To carry out a research project of this type, the security prescriptions and laws are very stringent. So there is no way the virus could escape if these guidelines are followed. The virus can also be destroyed quite easily since it is not very resistant outside its host environment.
Of course if the virus fell into the wrong hands, there could be some danger. But it would require a lot of manpower to use it for the wrong purposes and even to replicate the results of the Spanish flu research.
swissinfo: So you don't think these articles could be a blueprint for terrorists?
W.W.: I think the smallpox virus is much more dangerous than Spanish flu data. It is available as a complete virus, unlike Spanish flu, which needs to be reconstructed.
Of course if you have the money and the means, it's like the atomic bomb: it can always fall into the wrong hands.
swissinfo: What about scientists who want virus samples? There is the risk that viruses will get out...
W.W.: The dissemination of viruses is strictly controlled. I need authorisations before I can get anything. And if I want to obtain samples, for example, of the smallpox virus from the United States, I can forget about it.
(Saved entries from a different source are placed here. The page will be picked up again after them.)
use crate::capabilities::{
    RecognitionError, RecognitionEvent, RecognitionOptions, SpeechRecognizer,
};
use crate::extract::KeywordMatcher;
use crate::{Event, ListenOutcome, ListenPurpose};
use std::sync::Arc;
use tokio::sync::mpsc;
use tokio_util::sync::CancellationToken;

/// Runs one capture session at a time and reports exactly one
/// [`Event::ListenEnded`] for each.
///
/// A `Turn` capture forwards interim and final transcripts as they arrive.
/// A `BargeIn` capture stays quiet and only reports [`Event::Interrupted`]
/// when the caller says one of the interruption keywords.
pub struct SpeechInputAdapter {
    recognizer: Arc<dyn SpeechRecognizer>,
    events: mpsc::UnboundedSender<Event>,
    locale: String,
    interruptions: KeywordMatcher,
    current: Option<CancellationToken>,
}

impl SpeechInputAdapter {
    pub fn new(
        recognizer: Arc<dyn SpeechRecognizer>,
        events: mpsc::UnboundedSender<Event>,
        locale: impl Into<String>,
        interruptions: KeywordMatcher,
    ) -> Self {
        Self {
            recognizer,
            events,
            locale: locale.into(),
            interruptions,
            current: None,
        }
    }

    pub fn listen(&mut self, turn: u64, purpose: ListenPurpose) {
        self.cancel();

        let token = CancellationToken::new();
        self.current = Some(token.clone());
        let capture = Capture {
            recognizer: self.recognizer.clone(),
            events: self.events.clone(),
            options: RecognitionOptions::single_utterance(self.locale.clone()),
            interruptions: self.interruptions.clone(),
            turn,
            purpose,
        };

        tokio::spawn(async move {
            let outcome = tokio::select! {
                biased;
                _ = token.cancelled() => ListenOutcome::Cancelled,
                outcome = capture.run() => outcome,
            };
            tracing::debug!(turn, ?purpose, ?outcome, "capture ended");
            let _ = capture
                .events
                .send(Event::ListenEnded { turn, purpose, outcome });
        });
    }

    /// Stops the running capture, if any. It reports `Cancelled`.
    pub fn cancel(&mut self) {
        if let Some(token) = self.current.take() {
            token.cancel();
            self.recognizer.stop();
        }
    }
}

struct Capture {
    recognizer: Arc<dyn SpeechRecognizer>,
    events: mpsc::UnboundedSender<Event>,
    options: RecognitionOptions,
    interruptions: KeywordMatcher,
    turn: u64,
    purpose: ListenPurpose,
}

impl Capture {
    async fn run(&self) -> ListenOutcome {
        let mut stream = match self.recognizer.start(self.options.clone()).await {
            Ok(stream) => stream,
            Err(err) => return ListenOutcome::Failed(format!("{err:#}")),
        };

        while let Some(event) = stream.recv().await {
            match event {
                RecognitionEvent::Partial(text) => {
                    if self.watch_for_interruption(&text) {
                        return ListenOutcome::Captured(text);
                    }
                    self.forward(text, false);
                }
                RecognitionEvent::Final(text) => {
                    if self.watch_for_interruption(&text) {
                        return ListenOutcome::Captured(text);
                    }
                    if text.trim().is_empty() {
                        continue;
                    }
                    self.forward(text.clone(), true);
                    return ListenOutcome::Captured(text);
                }
                RecognitionEvent::Ended => return ListenOutcome::Empty,
                RecognitionEvent::Errored(RecognitionError::NoSpeech) => {
                    return ListenOutcome::Empty;
                }
                RecognitionEvent::Errored(RecognitionError::NotAllowed) => {
                    return ListenOutcome::PermissionRevoked;
                }
                RecognitionEvent::Errored(RecognitionError::Engine(reason)) => {
                    return ListenOutcome::Failed(reason);
                }
            }
        }
        ListenOutcome::Empty
    }

    /// In barge-in mode, reports an interruption and returns true when `text`
    /// carries a keyword.
    fn watch_for_interruption(&self, text: &str) -> bool {
        if self.purpose != ListenPurpose::BargeIn {
            return false;
        }
        match self.interruptions.find(text) {
            Some(keyword) => {
                tracing::info!(turn = self.turn, keyword, "caller interrupted");
                self.recognizer.stop();
                let _ = self.events.send(Event::Interrupted {
                    turn: self.turn,
                    text: text.to_string(),
                });
                true
            }
            None => false,
        }
    }

    fn forward(&self, text: String, is_final: bool) {
        if self.purpose != ListenPurpose::Turn {
            return;
        }
        let _ = self.events.send(Event::Transcript {
            turn: self.turn,
            text,
            is_final,
        });
    }
}
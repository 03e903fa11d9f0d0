pub mod capabilities;
pub mod config;
pub mod controller;
pub mod dialogue;
pub mod error;
pub mod extract;
pub mod script;
pub mod session;
pub mod slots;
pub mod speech_input;
pub mod speech_output;
pub mod watchdog;

pub use config::SessionConfig;
pub use controller::{Capabilities, SessionHandle, TurnController};
pub use dialogue::{Advance, DialogueManager};
pub use error::{ScriptError, SessionError};
pub use script::Script;
pub use session::{Phase, SessionSnapshot};

/// How an utterance handed to the speech output adapter finished.
#[derive(Debug, Clone, PartialEq, Eq)]
pub enum OutputOutcome {
    /// The engine reported the end of playback.
    Completed,
    /// The engine stopped reporting speech without signalling the end.
    Presumed,
    /// The hard cap elapsed first.
    TimedOut,
    Failed(String),
    Cancelled,
}

/// Why a capture session was started.
#[derive(Debug, Clone, Copy, PartialEq, Eq)]
pub enum ListenPurpose {
    /// Waiting for the caller's answer.
    Turn,
    /// Watching for an interruption keyword while the system speaks.
    BargeIn,
}

/// How a capture session terminated.
#[derive(Debug, Clone, PartialEq, Eq)]
pub enum ListenOutcome {
    Captured(String),
    Empty,
    Failed(String),
    PermissionRevoked,
    Cancelled,
}

/// Stage of the two-step inactivity escalation.
#[derive(Debug, Clone, Copy, PartialEq, Eq)]
pub enum Stage {
    CheckIn,
    HangUp,
}

/// Deferred controller actions.
#[derive(Debug, Clone, Copy, PartialEq, Eq)]
pub enum Timer {
    Listen,
    BargeInWatch,
    Acknowledge,
}

/// Everything that reaches the turn controller from adapters and timers.
///
/// Each variant carries the turn (or watchdog epoch) it belongs to so that
/// the controller can drop notifications from superseded turns.
#[derive(Debug, Clone, PartialEq, Eq)]
pub enum Event {
    OutputFinished {
        turn: u64,
        outcome: OutputOutcome,
    },
    Transcript {
        turn: u64,
        text: String,
        is_final: bool,
    },
    Interrupted {
        turn: u64,
        text: String,
    },
    ListenEnded {
        turn: u64,
        purpose: ListenPurpose,
        outcome: ListenOutcome,
    },
    Inactivity {
        epoch: u64,
        stage: Stage,
    },
    Timer {
        turn: u64,
        timer: Timer,
    },
}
Exchanges of viruses are tightly controlled and you can't just pass them on to anybody. Regulations make it impossible to even consider trading these samples.
Of course, if someone wants to break into a laboratory, it's like a bank. There's almost always a way of stealing something.
swissinfo-interview: Scott Capper
The 1918 Spanish flu pandemic killed up to 40 million people worldwide.
The First World War is believed to have killed up to nine million people.
In Switzerland, the flu caused 25,000 deaths and a quarter of the population was infected.
Many of the Swiss deaths were among young soldiers who had been mobilised during the war and spent much of their time in close contact with each other.
Two American research teams announced this week they had reconstructed and tested the 1918 Spanish flu virus.
One group, from the US Armed Forces Institute of Pathology, published in the latest edition of the science journal Nature the gene sequence of the virus, extracted from tissue samples.
The other team, based at the Center for Disease Control, (and whose results appear in Science) reconstructed the virus using the genome and tested it.